Alors que Suzanne se met à écrire pour reconstruire son histoire, celle d’un amour passionnel avec un écrivain qui avait presque trois fois son âge, Martin retrouve lui aussi peu à peu les gestes de la création et un certain goût à la vie. Chacun des personnages, liés par ce fil intime sans tout à fait le savoir, sont confrontés aux renoncements nécessaires pour se reconstruire durablement, pleinement, sereinement, et trouvent le chemin du deuil des amours anciennes pour pouvoir enfin aimer et se laisser aimer vraiment. Dans ce premier « véritable » roman de Sophie Lemp – après Le fil et Leur séparation, récits autobiographiques – on retrouve la plume sensible d’une auteure qui sait sonder les bouleversements tus, les jardins secrets : notre part la plus intime.

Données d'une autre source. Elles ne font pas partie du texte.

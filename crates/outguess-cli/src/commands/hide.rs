use std::fs;
use std::path::PathBuf;

use clap::Args;

use crate::cli::{PasswordArgs, TuningArgs};
use crate::CliResult;

/// Hides a message or file in a baseline JPEG image
#[derive(Args, Debug)]
pub struct HideArgs {
    #[command(flatten)]
    pub password: PasswordArgs,

    #[command(flatten)]
    pub tuning: TuningArgs,

    /// Cover JPEG image, used readonly
    #[arg(short = 'i', long = "in", value_name = "cover image", required = true)]
    pub cover: PathBuf,

    /// Final image will be stored as file
    #[arg(short = 'o', long = "out", value_name = "output image file", required = true)]
    pub write_to_file: PathBuf,

    /// File whose bytes will be hidden
    #[arg(
        short = 'd',
        long = "data",
        value_name = "data file",
        required_unless_present = "message",
        conflicts_with = "message"
    )]
    pub data_file: Option<PathBuf>,

    /// A text message that will be hidden
    #[arg(short, long, value_name = "text message", required_unless_present = "data_file")]
    pub message: Option<String>,
}

impl HideArgs {
    pub fn run(self, verbose: bool) -> CliResult<()> {
        let message = match (&self.message, &self.data_file) {
            (Some(message), _) => message.as_bytes().to_vec(),
            (None, Some(file)) => fs::read(file)?,
            (None, None) => Vec::new(),
        };

        let password = self.password.resolve(true)?;
        let options = self.tuning.options(password, verbose);
        let cover = fs::read(&self.cover)?;

        let result = outguess_core::embed_with_progress(&cover, &message, &options, &mut |percent| {
            log::debug!("embedding {percent}%")
        })?;
        super::write_atomically(&self.write_to_file, &result.output_bytes)?;

        println!(
            "Hid {} bytes in {} ({} -> {} bytes, {:.1}% of capacity used)",
            message.len(),
            self.write_to_file.display(),
            result.metadata.original_size,
            result.metadata.output_size,
            result.stats.capacity_utilization * 100.0
        );
        Ok(())
    }
}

Dans le petit miroir accroché au mur, elle se regarde. Son reflet au-dessus du lavabo d’un restaurant, après avoir échangé son premier baiser avec Adrien, cet enfin ! qui lui était venu. Son corps tout entier observé après avoir pris un bain chez Serge un dimanche d’octobre. L’éclat de sa peau dans les toilettes de l’hôtel où elle venait de faire l’amour avec Antoine. La lumière tamisée d’une cabine d’essayage dans laquelle Vincent l’avait rejointe tandis qu’elle passait un nouveau soutien-gorge. Un premier cheveu blanc révélé dans la glace ronde de son poudrier, alors qu’elle avait accouché de Louise quelques heures auparavant. Dans les miroirs de Suzanne, une crainte toujours assombrissait la joie. La peur de se tromper, de souffrir, de ne pas savoir, de regretter. Ce soir, elle remarque l’absence de voile sur son visage. L’écriture a débusqué la peur.

Les miroirs de Suzanne de Sophie Lemp. Allary éditions/ 2019.

Merci à Netgalley pour cette proposition de lecture !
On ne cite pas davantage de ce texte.